Start of EXERCISE INPUTS

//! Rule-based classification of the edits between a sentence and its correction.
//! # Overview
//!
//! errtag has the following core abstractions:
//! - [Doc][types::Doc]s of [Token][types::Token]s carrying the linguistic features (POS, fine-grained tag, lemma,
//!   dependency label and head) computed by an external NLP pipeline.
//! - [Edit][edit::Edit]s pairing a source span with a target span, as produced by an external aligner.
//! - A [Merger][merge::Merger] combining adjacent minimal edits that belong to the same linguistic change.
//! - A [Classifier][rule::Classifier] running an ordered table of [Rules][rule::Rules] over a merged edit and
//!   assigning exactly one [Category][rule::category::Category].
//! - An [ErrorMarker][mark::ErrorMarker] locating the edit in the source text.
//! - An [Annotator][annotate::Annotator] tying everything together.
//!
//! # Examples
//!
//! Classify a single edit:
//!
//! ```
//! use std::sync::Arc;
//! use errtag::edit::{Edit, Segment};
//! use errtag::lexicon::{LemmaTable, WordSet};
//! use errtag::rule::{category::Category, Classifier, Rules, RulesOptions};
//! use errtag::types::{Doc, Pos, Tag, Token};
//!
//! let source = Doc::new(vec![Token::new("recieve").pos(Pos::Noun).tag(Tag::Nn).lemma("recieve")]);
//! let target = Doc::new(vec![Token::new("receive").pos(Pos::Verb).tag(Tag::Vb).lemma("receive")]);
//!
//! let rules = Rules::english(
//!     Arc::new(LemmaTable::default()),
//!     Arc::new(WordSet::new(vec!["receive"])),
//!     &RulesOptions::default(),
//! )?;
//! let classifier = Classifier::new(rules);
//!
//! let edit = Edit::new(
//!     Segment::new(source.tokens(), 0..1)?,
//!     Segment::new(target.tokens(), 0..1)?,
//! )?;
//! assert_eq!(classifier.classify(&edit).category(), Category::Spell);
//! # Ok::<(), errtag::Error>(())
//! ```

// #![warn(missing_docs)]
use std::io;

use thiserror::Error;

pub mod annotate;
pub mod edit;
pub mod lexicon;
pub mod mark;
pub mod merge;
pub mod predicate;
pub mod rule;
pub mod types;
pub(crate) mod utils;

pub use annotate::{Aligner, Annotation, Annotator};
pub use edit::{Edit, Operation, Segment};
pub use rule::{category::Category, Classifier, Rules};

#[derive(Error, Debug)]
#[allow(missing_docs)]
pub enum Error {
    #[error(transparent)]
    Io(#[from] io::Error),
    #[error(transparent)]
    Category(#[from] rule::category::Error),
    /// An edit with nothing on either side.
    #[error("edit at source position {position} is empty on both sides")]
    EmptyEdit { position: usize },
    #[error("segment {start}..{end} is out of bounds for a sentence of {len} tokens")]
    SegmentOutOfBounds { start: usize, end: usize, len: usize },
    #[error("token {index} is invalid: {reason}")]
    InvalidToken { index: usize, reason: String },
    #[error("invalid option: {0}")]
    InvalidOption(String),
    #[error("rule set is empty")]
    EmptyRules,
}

End of EXERCISE INPUTS
Start of EXERCISE INPUTS

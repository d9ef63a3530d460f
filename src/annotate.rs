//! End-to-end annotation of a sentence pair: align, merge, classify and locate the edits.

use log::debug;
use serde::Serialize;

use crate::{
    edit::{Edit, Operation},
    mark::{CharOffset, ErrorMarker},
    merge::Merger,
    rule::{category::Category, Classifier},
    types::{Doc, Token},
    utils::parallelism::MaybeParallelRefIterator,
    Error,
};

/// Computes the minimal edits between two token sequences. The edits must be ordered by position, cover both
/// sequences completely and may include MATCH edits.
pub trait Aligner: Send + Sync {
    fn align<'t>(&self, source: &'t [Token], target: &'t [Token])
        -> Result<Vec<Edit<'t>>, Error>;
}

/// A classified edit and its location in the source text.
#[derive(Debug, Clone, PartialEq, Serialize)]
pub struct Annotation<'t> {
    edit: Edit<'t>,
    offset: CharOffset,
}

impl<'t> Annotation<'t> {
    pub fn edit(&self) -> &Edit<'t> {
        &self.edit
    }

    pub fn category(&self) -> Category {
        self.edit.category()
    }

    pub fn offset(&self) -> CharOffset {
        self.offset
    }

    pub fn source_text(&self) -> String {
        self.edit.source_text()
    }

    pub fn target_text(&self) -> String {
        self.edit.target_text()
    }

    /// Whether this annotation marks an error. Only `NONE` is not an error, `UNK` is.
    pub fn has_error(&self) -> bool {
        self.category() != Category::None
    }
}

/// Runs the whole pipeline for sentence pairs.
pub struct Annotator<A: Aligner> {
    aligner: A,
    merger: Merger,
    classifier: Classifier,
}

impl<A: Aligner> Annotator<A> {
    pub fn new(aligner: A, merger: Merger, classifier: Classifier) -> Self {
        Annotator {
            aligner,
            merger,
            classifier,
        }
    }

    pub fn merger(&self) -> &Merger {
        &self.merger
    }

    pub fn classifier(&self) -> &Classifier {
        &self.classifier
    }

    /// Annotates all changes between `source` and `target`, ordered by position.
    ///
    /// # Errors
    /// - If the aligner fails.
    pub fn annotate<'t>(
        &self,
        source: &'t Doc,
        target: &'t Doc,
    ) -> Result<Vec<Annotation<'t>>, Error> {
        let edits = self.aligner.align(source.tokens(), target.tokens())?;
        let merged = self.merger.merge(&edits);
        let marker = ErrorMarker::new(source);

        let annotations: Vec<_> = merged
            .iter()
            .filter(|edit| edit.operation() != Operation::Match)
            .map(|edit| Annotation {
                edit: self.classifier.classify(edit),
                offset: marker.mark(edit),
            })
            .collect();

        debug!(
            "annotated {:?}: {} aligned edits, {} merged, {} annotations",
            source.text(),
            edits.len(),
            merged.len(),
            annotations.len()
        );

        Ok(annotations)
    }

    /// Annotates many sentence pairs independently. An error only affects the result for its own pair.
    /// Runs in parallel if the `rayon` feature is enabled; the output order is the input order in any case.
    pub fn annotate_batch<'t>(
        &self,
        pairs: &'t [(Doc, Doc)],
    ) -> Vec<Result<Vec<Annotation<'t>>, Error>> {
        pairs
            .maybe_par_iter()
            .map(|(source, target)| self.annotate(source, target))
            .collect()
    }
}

End of EXERCISE INPUTS
Start of EXERCISE INPUTS

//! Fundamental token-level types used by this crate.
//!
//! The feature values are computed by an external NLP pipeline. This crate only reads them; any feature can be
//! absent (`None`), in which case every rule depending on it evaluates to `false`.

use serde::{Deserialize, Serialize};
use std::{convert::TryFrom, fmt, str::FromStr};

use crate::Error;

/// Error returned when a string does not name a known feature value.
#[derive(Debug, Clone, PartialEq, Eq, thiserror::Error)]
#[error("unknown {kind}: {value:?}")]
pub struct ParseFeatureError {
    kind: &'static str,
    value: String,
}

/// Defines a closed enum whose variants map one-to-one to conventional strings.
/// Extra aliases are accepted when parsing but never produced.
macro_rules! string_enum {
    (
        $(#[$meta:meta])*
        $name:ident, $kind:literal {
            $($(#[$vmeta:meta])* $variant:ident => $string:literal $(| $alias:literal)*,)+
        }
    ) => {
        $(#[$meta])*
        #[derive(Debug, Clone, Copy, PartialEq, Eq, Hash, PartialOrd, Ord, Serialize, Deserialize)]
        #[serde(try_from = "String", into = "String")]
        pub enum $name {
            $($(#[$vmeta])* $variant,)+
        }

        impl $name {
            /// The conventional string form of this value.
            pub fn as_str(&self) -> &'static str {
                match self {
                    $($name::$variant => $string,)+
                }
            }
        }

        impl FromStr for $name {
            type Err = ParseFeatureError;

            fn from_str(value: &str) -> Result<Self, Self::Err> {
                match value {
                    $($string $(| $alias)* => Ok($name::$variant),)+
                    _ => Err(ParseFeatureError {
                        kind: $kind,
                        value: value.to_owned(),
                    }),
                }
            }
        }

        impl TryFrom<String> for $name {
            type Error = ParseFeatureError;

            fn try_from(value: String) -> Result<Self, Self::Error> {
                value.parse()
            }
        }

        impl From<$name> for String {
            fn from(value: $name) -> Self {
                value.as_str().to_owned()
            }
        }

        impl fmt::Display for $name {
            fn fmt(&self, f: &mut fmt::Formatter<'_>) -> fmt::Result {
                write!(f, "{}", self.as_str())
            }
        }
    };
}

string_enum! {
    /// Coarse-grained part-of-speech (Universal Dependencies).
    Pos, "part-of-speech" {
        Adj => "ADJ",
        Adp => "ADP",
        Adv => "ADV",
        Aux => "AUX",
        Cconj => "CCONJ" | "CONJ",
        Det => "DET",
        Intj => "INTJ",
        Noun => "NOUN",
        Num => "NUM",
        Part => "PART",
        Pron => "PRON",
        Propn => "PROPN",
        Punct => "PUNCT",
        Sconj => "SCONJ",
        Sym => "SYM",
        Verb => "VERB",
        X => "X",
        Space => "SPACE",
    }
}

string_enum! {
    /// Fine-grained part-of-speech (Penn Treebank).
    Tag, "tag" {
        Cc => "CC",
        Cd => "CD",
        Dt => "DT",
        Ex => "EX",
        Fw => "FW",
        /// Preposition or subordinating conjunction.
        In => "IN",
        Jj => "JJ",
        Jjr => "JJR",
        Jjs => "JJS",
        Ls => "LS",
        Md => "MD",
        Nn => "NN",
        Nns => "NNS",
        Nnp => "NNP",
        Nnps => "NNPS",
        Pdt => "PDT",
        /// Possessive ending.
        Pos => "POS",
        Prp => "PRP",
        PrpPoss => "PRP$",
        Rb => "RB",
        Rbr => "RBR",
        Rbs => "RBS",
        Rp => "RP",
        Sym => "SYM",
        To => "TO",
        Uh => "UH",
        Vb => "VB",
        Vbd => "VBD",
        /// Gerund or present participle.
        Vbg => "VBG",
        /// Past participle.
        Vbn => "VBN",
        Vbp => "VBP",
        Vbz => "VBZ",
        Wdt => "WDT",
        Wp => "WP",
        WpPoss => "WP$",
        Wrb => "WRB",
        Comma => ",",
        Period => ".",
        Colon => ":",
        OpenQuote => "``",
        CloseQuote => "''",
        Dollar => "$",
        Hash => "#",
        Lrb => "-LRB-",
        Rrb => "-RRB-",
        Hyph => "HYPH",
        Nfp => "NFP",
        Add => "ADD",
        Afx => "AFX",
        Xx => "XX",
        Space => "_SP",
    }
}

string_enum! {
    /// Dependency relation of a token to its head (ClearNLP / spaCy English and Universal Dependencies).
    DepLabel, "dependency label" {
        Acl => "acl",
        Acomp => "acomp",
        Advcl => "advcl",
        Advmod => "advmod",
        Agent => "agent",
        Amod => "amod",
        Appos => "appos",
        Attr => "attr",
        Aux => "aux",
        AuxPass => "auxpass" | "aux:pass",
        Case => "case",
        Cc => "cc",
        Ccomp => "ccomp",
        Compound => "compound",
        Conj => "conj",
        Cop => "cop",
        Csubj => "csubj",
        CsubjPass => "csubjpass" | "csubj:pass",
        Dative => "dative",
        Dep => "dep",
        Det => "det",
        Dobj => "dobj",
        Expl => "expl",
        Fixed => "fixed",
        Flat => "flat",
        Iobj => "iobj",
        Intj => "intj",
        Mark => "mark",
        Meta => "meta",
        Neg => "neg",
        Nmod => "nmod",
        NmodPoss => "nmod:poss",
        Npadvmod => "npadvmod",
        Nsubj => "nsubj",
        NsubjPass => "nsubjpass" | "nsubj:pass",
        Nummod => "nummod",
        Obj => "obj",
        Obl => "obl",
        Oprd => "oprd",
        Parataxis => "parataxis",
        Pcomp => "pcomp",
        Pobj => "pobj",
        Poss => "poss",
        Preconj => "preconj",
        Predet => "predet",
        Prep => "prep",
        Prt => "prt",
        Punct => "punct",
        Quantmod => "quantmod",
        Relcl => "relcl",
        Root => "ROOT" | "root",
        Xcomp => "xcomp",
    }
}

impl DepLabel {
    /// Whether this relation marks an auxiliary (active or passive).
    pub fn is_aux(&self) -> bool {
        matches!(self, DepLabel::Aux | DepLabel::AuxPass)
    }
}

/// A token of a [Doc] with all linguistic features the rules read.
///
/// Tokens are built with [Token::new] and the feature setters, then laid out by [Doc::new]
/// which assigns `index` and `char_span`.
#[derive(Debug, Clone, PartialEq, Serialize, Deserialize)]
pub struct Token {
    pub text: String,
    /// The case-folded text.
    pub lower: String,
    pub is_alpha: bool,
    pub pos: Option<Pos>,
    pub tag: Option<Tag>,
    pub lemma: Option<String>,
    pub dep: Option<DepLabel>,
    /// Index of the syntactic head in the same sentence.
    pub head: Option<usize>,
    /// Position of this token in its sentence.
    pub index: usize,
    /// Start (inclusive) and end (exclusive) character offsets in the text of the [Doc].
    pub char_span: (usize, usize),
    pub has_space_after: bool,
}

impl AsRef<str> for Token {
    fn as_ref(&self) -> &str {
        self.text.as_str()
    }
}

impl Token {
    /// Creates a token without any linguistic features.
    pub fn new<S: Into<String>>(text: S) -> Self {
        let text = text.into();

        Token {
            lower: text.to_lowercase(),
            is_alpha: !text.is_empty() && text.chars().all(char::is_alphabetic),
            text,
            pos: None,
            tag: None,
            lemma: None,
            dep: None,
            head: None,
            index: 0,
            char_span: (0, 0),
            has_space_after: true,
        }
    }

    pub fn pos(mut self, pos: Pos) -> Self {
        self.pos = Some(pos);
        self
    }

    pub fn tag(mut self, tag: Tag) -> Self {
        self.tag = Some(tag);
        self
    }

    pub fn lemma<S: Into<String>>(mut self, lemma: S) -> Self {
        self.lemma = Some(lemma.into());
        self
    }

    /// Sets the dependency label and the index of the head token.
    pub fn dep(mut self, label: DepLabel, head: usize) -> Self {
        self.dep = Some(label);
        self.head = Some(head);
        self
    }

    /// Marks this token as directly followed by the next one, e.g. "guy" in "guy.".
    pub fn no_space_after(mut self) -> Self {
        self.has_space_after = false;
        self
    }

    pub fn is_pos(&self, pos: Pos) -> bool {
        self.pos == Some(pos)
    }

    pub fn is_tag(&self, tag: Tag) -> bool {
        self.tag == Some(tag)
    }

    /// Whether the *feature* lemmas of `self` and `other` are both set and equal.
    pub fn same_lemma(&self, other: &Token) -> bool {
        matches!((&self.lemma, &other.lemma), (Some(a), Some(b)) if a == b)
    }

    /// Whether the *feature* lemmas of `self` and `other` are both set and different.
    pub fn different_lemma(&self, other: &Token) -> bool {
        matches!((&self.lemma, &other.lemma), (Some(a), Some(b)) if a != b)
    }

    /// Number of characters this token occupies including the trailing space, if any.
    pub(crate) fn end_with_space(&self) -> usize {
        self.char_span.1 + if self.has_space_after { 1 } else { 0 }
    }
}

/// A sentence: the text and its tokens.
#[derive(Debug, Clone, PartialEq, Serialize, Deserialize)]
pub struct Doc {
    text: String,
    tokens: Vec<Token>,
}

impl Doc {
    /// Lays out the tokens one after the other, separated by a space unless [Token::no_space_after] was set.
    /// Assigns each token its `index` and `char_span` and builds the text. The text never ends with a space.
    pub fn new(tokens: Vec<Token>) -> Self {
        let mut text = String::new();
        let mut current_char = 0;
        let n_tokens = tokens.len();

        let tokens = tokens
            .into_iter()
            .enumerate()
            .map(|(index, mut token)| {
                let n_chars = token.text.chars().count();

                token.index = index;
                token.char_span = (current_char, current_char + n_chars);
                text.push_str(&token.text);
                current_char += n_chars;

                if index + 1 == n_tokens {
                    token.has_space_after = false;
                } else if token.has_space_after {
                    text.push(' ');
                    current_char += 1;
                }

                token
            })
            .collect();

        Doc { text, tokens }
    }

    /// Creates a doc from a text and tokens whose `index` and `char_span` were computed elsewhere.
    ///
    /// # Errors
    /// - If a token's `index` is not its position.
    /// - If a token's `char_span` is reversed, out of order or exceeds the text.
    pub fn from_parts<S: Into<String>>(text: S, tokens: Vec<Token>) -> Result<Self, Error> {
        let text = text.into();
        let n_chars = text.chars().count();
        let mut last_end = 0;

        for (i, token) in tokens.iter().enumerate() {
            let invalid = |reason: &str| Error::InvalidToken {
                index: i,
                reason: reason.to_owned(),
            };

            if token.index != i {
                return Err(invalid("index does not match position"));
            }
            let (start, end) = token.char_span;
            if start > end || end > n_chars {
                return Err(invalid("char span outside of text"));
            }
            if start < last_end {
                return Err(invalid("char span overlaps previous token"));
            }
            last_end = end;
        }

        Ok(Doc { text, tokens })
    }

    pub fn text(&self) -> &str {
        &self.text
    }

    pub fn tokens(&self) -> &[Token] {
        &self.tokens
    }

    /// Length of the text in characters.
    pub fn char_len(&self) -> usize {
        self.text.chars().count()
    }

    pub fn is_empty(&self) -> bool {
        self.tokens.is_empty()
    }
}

End of EXERCISE INPUTS

TASK PROMPT
Return each line from the data where the string "sequences" can be found.

WRITTEN ANSWER
/// Computes the minimal edits between two token sequences. The edits must be ordered by position, cover both
/// sequences completely and may include MATCH edits.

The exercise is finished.